Diabetes insipidus is a rare condition that occurs in the kidneys and has nothing to do with the pancreas or blood sugar. But it has some of the same signs and symptoms.

In diabetes insipidus, your kidneys can’t concentrate urine properly and you urinate a lot and feel thirsty often.

Diabetes insipidus is caused by a deficiency of the anti-diuretic hormone called vasopressin (AVP).

AVP plays an important role in regulating body fluid volume. It reduces water retention by helping the body retain water kidneyKidneys produce more concentrated urine.

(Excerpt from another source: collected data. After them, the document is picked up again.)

//! Wire DTOs for the feedback submission and thread-list endpoints.
//!
//! DESIGN
//! ======
//! The Django views are lenient about what they emit: ids may be numbers
//! or strings, text fields may be `null`, and a thread's shape is implied by
//! which arrays are populated. Deserialization absorbs that looseness here
//! so the state and rendering code only ever sees the two clean shapes.

#[cfg(test)]
#[path = "types_test.rs"]
mod types_test;

use serde::{Deserialize, Deserializer, Serialize};

/// Body of `POST {submit_url}`.
#[derive(Clone, Debug, PartialEq, Eq, Serialize)]
pub struct SubmitRequest {
    pub message: String,
    /// Empty string when the user left the subject blank.
    pub subject: String,
}

/// Body returned by the submission endpoint, success or not.
#[derive(Clone, Debug, Default, PartialEq, Eq, Deserialize)]
pub struct SubmitResponse {
    #[serde(default, deserialize_with = "null_as_default")]
    pub success: bool,
    /// Confirmation text to show on success.
    #[serde(default)]
    pub message: Option<String>,
    /// Deep link for binding the account to the Telegram bot.
    #[serde(default)]
    pub telegram_binding_url: Option<String>,
    /// Failure reason when `success` is false.
    #[serde(default)]
    pub error: Option<String>,
}

/// Body returned by `GET {threads_url}`.
#[derive(Clone, Debug, Default, PartialEq, Eq, Deserialize)]
pub struct ThreadsResponse {
    #[serde(default, deserialize_with = "null_as_default")]
    pub threads: Vec<Thread>,
}

/// A support conversation as returned by the thread-list endpoint.
#[derive(Clone, Debug, PartialEq, Eq, Deserialize)]
#[serde(from = "ThreadWire")]
pub enum Thread {
    /// Original message followed by admin replies.
    Flat(FlatThread),
    /// Full back-and-forth history.
    Conversation(Vec<Message>),
}

#[derive(Clone, Debug, Default, PartialEq, Eq)]
pub struct FlatThread {
    /// Server id rendered as text; empty when the server omitted it.
    pub id: String,
    pub created_at: String,
    pub message: String,
    pub replies: Vec<Reply>,
}

#[derive(Clone, Debug, Default, PartialEq, Eq, Deserialize)]
pub struct Reply {
    #[serde(default, deserialize_with = "null_as_default")]
    pub text: String,
    #[serde(default, deserialize_with = "null_as_default")]
    pub created_at: String,
}

#[derive(Clone, Debug, Default, PartialEq, Eq, Deserialize)]
pub struct Message {
    #[serde(default, deserialize_with = "null_as_default")]
    pub text: String,
    #[serde(default, deserialize_with = "null_as_default")]
    pub created_at: String,
    #[serde(default, deserialize_with = "null_as_default")]
    pub is_from_admin: bool,
}

#[derive(Deserialize)]
struct ThreadWire {
    #[serde(default, deserialize_with = "deserialize_id")]
    id: String,
    #[serde(default, deserialize_with = "null_as_default")]
    created_at: String,
    #[serde(default, deserialize_with = "null_as_default")]
    message: String,
    #[serde(default, deserialize_with = "null_as_default")]
    replies: Vec<Reply>,
    #[serde(default, deserialize_with = "null_as_default")]
    messages: Vec<Message>,
}

impl From<ThreadWire> for Thread {
    fn from(wire: ThreadWire) -> Self {
        // A populated `messages` array wins; an empty one falls back to the
        // flat shape.
        if wire.messages.is_empty() {
            Self::Flat(FlatThread {
                id: wire.id,
                created_at: wire.created_at,
                message: wire.message,
                replies: wire.replies,
            })
        } else {
            Self::Conversation(wire.messages)
        }
    }
}

fn null_as_default<'de, D, T>(deserializer: D) -> Result<T, D::Error>
where
    D: Deserializer<'de>,
    T: Deserialize<'de> + Default,
{
    Ok(Option::<T>::deserialize(deserializer)?.unwrap_or_default())
}

fn deserialize_id<'de, D>(deserializer: D) -> Result<String, D::Error>
where
    D: Deserializer<'de>,
{
    use serde::de::Error as _;

    let value = serde_json::Value::deserialize(deserializer)?;
    match value {
        serde_json::Value::Null => Ok(String::new()),
        serde_json::Value::String(s) => Ok(s),
        serde_json::Value::Number(n) => Ok(n.to_string()),
        other => Err(D::Error::custom(format!("unsupported thread id: {other}"))),
    }
}
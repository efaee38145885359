//! Telegram broadcast admin form: block implicit submission.
//!
//! Pressing Enter in a field on some mobile keyboards submits the add form
//! before the admin is done, landing on a "object with ID add does not
//! exist" page. Only an explicit click on a submit control may submit.

#[cfg(test)]
#[path = "admin_broadcast_test.rs"]
mod admin_broadcast_test;

pub const BROADCAST_ADD_PATH: &str = "/telegram_bot/telegrambroadcast/add";

/// Whether the guard applies on this page.
pub fn applies_to_path(path: &str) -> bool {
    path.contains(BROADCAST_ADD_PATH)
}

/// Whether a submit event may proceed given the submitter's `type`
/// property (`None` when the browser reports no submitter).
pub fn is_explicit_submit(submitter_type: Option<&str>) -> bool {
    matches!(submitter_type, Some("submit" | "image"))
}

/// Guard the first form on the broadcast add page.
pub fn install() {
    #[cfg(feature = "csr")]
    {
        use wasm_bindgen::JsCast;

        let Some(window) = web_sys::window() else {
            return;
        };
        let path = window.location().pathname().unwrap_or_default();
        if !applies_to_path(&path) {
            return;
        }
        let Some(form) = crate::util::dom::document().and_then(|doc| doc.query_selector("form").ok().flatten())
        else {
            return;
        };
        crate::util::dom::listen(&form, "submit", |ev| {
            let submitter_type = ev
                .dyn_ref::<web_sys::SubmitEvent>()
                .and_then(web_sys::SubmitEvent::submitter)
                .and_then(|el| js_sys::Reflect::get(&el, &wasm_bindgen::JsValue::from_str("type")).ok())
                .and_then(|value| value.as_string());
            if !is_explicit_submit(submitter_type.as_deref()) {
                ev.prevent_default();
            }
        });
    }
}
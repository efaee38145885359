//! Timestamp formatting for server-provided ISO-8601 strings.
//!
//! Times render in the viewer's local zone. On `wasm32` chrono resolves
//! `Local` through the JS `Date` API.

#[cfg(test)]
#[path = "time_test.rs"]
mod time_test;

use std::fmt::Display;

use chrono::{DateTime, Local, NaiveDate, NaiveDateTime, TimeZone, Utc};

/// Format `iso` in the viewer's local time zone using a chrono `fmt` string.
///
/// Empty input gives an empty string; input that is not a recognizable
/// timestamp is returned unchanged.
pub fn format_local(iso: &str, fmt: &str) -> String {
    format_in(iso, fmt, &Local)
}

/// Format `iso` in `tz` using a chrono `fmt` string.
pub fn format_in<Tz>(iso: &str, fmt: &str, tz: &Tz) -> String
where
    Tz: TimeZone,
    Tz::Offset: Display,
{
    let iso = iso.trim();
    if iso.is_empty() {
        return String::new();
    }
    match parse(iso, tz) {
        Some(dt) => dt.format(fmt).to_string(),
        None => iso.to_owned(),
    }
}

fn parse<Tz: TimeZone>(iso: &str, tz: &Tz) -> Option<DateTime<Tz>> {
    if let Ok(dt) = DateTime::parse_from_rfc3339(iso) {
        return Some(dt.with_timezone(tz));
    }
    if let Ok(dt) = DateTime::parse_from_str(iso, "%Y-%m-%d %H:%M:%S%.f%:z") {
        return Some(dt.with_timezone(tz));
    }
    // Offset-less date-times are wall-clock times in the viewer's zone.
    for pattern in ["%Y-%m-%dT%H:%M:%S%.f", "%Y-%m-%d %H:%M:%S%.f", "%Y-%m-%dT%H:%M"] {
        if let Ok(naive) = NaiveDateTime::parse_from_str(iso, pattern) {
            return tz.from_local_datetime(&naive).earliest();
        }
    }
    // Bare dates are UTC midnight.
    let date = NaiveDate::parse_from_str(iso, "%Y-%m-%d").ok()?;
    let midnight = date.and_hms_opt(0, 0, 0)?;
    Some(Utc.from_utc_datetime(&midnight).with_timezone(tz))
}
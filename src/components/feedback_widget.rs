//! Floating feedback button with a modal form and support thread history.
//!
//! SYSTEM CONTEXT
//! ==============
//! The Django base template renders the whole widget: the `#feedback-widget`
//! root carrying the endpoint URLs, CSRF token and auth flag as data
//! attributes, plus the trigger, modal, form, success panel, error panel and
//! thread list under stable ids. `install` binds to that markup and never
//! creates elements of its own. Pages without the root get no widget, and
//! any individual element the page leaves out is skipped.
//!
//! After every `FeedbackState` transition the widget computes a
//! `WidgetPaint` and writes it to the bound elements.

#[cfg(test)]
#[path = "feedback_widget_test.rs"]
mod feedback_widget_test;

use std::fmt::Write as _;

use crate::components::feedback_threads::render_threads_html;
use crate::i18n::Strings;
use crate::state::feedback::{FeedbackState, FormState, SubmitSuccess, ThreadsView};
use crate::util::html::{escape_attr, escape_text};

pub const ROOT_ID: &str = "feedback-widget";
pub const BUTTON_ID: &str = "feedback-widget-btn";
pub const MODAL_ID: &str = "feedback-modal";
pub const BACKDROP_ID: &str = "feedback-modal-backdrop";
pub const CLOSE_ID: &str = "feedback-modal-close";
pub const FORM_ID: &str = "feedback-form";
pub const FORM_WRAP_ID: &str = "feedback-form-wrap";
pub const SUCCESS_ID: &str = "feedback-success";
pub const ERROR_ID: &str = "feedback-form-error";
pub const THREADS_LIST_ID: &str = "feedback-threads-list";

pub const OPEN_CLASS: &str = "feedback-modal--open";
pub const MESSAGE_FIELD: &str = "[name=message]";
pub const SUBJECT_FIELD: &str = "[name=subject]";

/// What the bound elements should show for one state.
#[derive(Clone, Debug, PartialEq, Eq)]
pub struct WidgetPaint {
    pub modal_open: bool,
    /// `false` once the success panel replaces the form.
    pub form_visible: bool,
    pub submitting: bool,
    pub error: Option<String>,
    /// Success panel markup; `None` leaves the panel untouched and hidden.
    pub success_html: Option<String>,
    /// Thread list markup; `None` before any load so server content stays.
    pub threads_html: Option<String>,
}

impl WidgetPaint {
    pub fn of(state: &FeedbackState, strings: &Strings, format_ts: impl Fn(&str) -> String) -> Self {
        let success_html = match &state.form {
            FormState::Submitted(success) => Some(render_success_html(success, strings)),
            _ => None,
        };
        let threads_html = match &state.threads {
            ThreadsView::Idle => None,
            view => Some(render_threads_html(view, strings, format_ts)),
        };
        Self {
            modal_open: state.is_open(),
            form_visible: success_html.is_none(),
            submitting: state.is_submitting(),
            error: state.error_message().map(str::to_owned),
            success_html,
            threads_html,
        }
    }
}

/// Success panel contents: the confirmation text and, when the server sent
/// one, a link for binding the Telegram account.
pub fn render_success_html(success: &SubmitSuccess, strings: &Strings) -> String {
    let mut html = format!("<p>{}</p>", escape_text(&success.message));
    if let Some(url) = &success.binding_url {
        let _ = write!(
            html,
            "<p><a href=\"{}\" class=\"btn btn-primary\" target=\"_blank\" rel=\"noopener noreferrer\">{}</a></p>",
            escape_attr(url),
            strings.bind_telegram,
        );
    }
    html
}

/// Bind the widget to the server-rendered markup, if the page has it.
pub fn install() {
    #[cfg(feature = "csr")]
    bound::install();
}

#[cfg(feature = "csr")]
mod bound {
    use std::cell::RefCell;
    use std::rc::Rc;

    use wasm_bindgen::JsCast;

    use super::*;
    use crate::net::api;
    use crate::state::feedback::{SubmitTicket, ThreadsRequest, WidgetConfig};
    use crate::util::{cookie, dom, time};

    /// Server-rendered elements, each optional.
    struct Elements {
        button: Option<web_sys::Element>,
        modal: Option<web_sys::Element>,
        backdrop: Option<web_sys::Element>,
        close: Option<web_sys::Element>,
        form: Option<web_sys::Element>,
        form_wrap: Option<web_sys::Element>,
        success: Option<web_sys::Element>,
        error: Option<web_sys::Element>,
        threads_list: Option<web_sys::Element>,
    }

    impl Elements {
        fn lookup() -> Self {
            Self {
                button: dom::element_by_id(BUTTON_ID),
                modal: dom::element_by_id(MODAL_ID),
                backdrop: dom::element_by_id(BACKDROP_ID),
                close: dom::element_by_id(CLOSE_ID),
                form: dom::element_by_id(FORM_ID),
                form_wrap: dom::element_by_id(FORM_WRAP_ID),
                success: dom::element_by_id(SUCCESS_ID),
                error: dom::element_by_id(ERROR_ID),
                threads_list: dom::element_by_id(THREADS_LIST_ID),
            }
        }

        fn field(&self, selector: &str) -> Option<web_sys::Element> {
            self.form.as_ref().and_then(|form| form.query_selector(selector).ok().flatten())
        }
    }

    struct Widget {
        state: RefCell<FeedbackState>,
        elements: Elements,
        strings: &'static Strings,
    }

    pub(super) fn install() {
        let Some(root) = dom::element_by_id(ROOT_ID) else {
            return;
        };
        let config = WidgetConfig::from_attributes(|name| root.get_attribute(name));
        let strings = crate::i18n::current();
        let has_submit_url = config.submit_url.is_some();
        let widget = Rc::new(Widget {
            state: RefCell::new(FeedbackState::new(config, strings)),
            elements: Elements::lookup(),
            strings,
        });

        if let Some(button) = &widget.elements.button {
            let widget = Rc::clone(&widget);
            dom::listen(button, "click", move |_| widget.open());
        }
        for target in [&widget.elements.backdrop, &widget.elements.close].into_iter().flatten() {
            let widget = Rc::clone(&widget);
            dom::listen(target, "click", move |_| widget.close());
        }
        if let Some(doc) = dom::document() {
            let widget = Rc::clone(&widget);
            dom::listen(&doc, "keydown", move |ev| {
                let is_escape = ev.dyn_ref::<web_sys::KeyboardEvent>().is_some_and(|k| k.key() == "Escape");
                if is_escape && widget.state.borrow().is_open() {
                    widget.close();
                }
            });
        }
        if has_submit_url {
            if let Some(form) = &widget.elements.form {
                let widget = Rc::clone(&widget);
                dom::listen(form, "submit", move |ev| {
                    ev.prevent_default();
                    widget.submit();
                });
            }
        }
    }

    impl Widget {
        fn open(self: &Rc<Self>) {
            let request = self.state.borrow_mut().open();
            dom::set_scroll_locked(true);
            self.paint();
            if let Some(request) = request {
                self.spawn_threads_load(request);
            }
        }

        fn close(&self) {
            if self.state.borrow_mut().close() {
                dom::set_scroll_locked(false);
                self.paint();
            }
        }

        fn submit(self: &Rc<Self>) {
            let value = |selector: &str| self.elements.field(selector).map(|el| dom::control_value(&el)).unwrap_or_default();
            let (message, subject) = (value(MESSAGE_FIELD), value(SUBJECT_FIELD));
            let result = self.state.borrow_mut().begin_submit(&message, &subject);
            self.paint();
            match result {
                Ok(ticket) => self.spawn_submit(ticket),
                Err(err) => leptos::logging::log!("feedback submit not sent: {err}"),
            }
        }

        /// Write the current state to the bound elements.
        fn paint(&self) {
            let strings = self.strings;
            let paint =
                WidgetPaint::of(&self.state.borrow(), strings, |iso| time::format_local(iso, strings.timestamp_format));
            let els = &self.elements;

            if let Some(modal) = &els.modal {
                let _ = modal.set_attribute("aria-hidden", if paint.modal_open { "false" } else { "true" });
                let _ = modal.class_list().toggle_with_force(OPEN_CLASS, paint.modal_open);
            }
            if let Some(error) = &els.error {
                error.set_text_content(paint.error.as_deref());
                set_display(error, if paint.error.is_some() { "block" } else { "none" });
            }
            if let Some(form) = &els.form {
                if let Ok(Some(submit)) = form.query_selector("[type=submit]") {
                    let _ = submit.toggle_attribute_with_force("disabled", paint.submitting);
                }
            }
            if let Some(wrap) = &els.form_wrap {
                set_display(wrap, if paint.form_visible { "" } else { "none" });
            }
            if let (Some(panel), Some(html)) = (&els.success, &paint.success_html) {
                panel.set_inner_html(html);
                set_display(panel, "block");
            }
            if let (Some(list), Some(html)) = (&els.threads_list, &paint.threads_html) {
                if list.inner_html() != *html {
                    list.set_inner_html(html);
                }
            }
        }

        fn clear_fields(&self) {
            for selector in [MESSAGE_FIELD, SUBJECT_FIELD] {
                if let Some(field) = self.elements.field(selector) {
                    dom::set_control_value(&field, "");
                }
            }
        }

        /// Fetch the thread list and apply it if it is still the latest load.
        fn spawn_threads_load(self: &Rc<Self>, request: ThreadsRequest) {
            let widget = Rc::clone(self);
            wasm_bindgen_futures::spawn_local(async move {
                let result = api::fetch_threads(&request.url).await;
                if let Err(err) = &result {
                    leptos::logging::warn!("feedback threads load failed: {err}");
                }
                let applied = widget.state.borrow_mut().finish_threads_load(request.token, result);
                if applied {
                    widget.paint();
                } else {
                    leptos::logging::log!("discarded stale feedback threads response");
                }
            });
        }

        /// POST the submission, then clear the inputs and refresh threads on
        /// success.
        fn spawn_submit(self: &Rc<Self>, ticket: SubmitTicket) {
            let widget = Rc::clone(self);
            wasm_bindgen_futures::spawn_local(async move {
                let configured = widget.state.borrow().config().csrf_token.clone();
                let csrf = api::resolve_csrf_token(configured.as_deref(), || cookie::read(api::CSRF_COOKIE));
                let result = api::submit_feedback(&ticket.url, &csrf, &ticket.payload).await;
                if let Err(err) = &result {
                    leptos::logging::warn!("feedback submit failed: {err}");
                }
                let outcome = widget.state.borrow_mut().finish_submit(ticket.token, result);
                widget.paint();
                let Some(outcome) = outcome else {
                    return;
                };
                if outcome.clear_fields {
                    widget.clear_fields();
                }
                if let Some(request) = outcome.reload_threads {
                    widget.spawn_threads_load(request);
                }
            });
        }
    }

    fn set_display(el: &web_sys::Element, value: &str) {
        if let Some(html) = el.dyn_ref::<web_sys::HtmlElement>() {
            let _ = html.style().set_property("display", value);
        }
    }
}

But in diabetes insipidus, due to a lack of AVP, the kidneys cannot make enough concentrated urine and too much water is lost from the body.

Did you know that diabetes insipidus affects 1 in 25,000 people in the general population?

Last thought

When you are diagnosed with diabetes, you are suffering from both high blood sugar levels or even low blood sugar levels. So make sure you check yourself from time to time.

If you experience any of the unusual symptoms mentioned above in the article, talk to your healthcare provider immediately.

Your doctor may need to review your diabetic treatment based on your specific health history and blood sugar imbalances.

In fact, your diabetic medication may change in terms of dosage, type, or timing.

Therefore, it is recommended to consult your doctor or nurse before starting or changing your medication.

Additionally, diabetes tends to run in families. If you are 45 or older, have a family history of diabetes, or are overweight, you are more likely to develop type 2 diabetes.

In addition, you should opt for frequent diabetes screening. This health checkup can provide you with a comprehensive insight into your condition and overall health, allowing you to take the necessary precautions to stay on top of your health.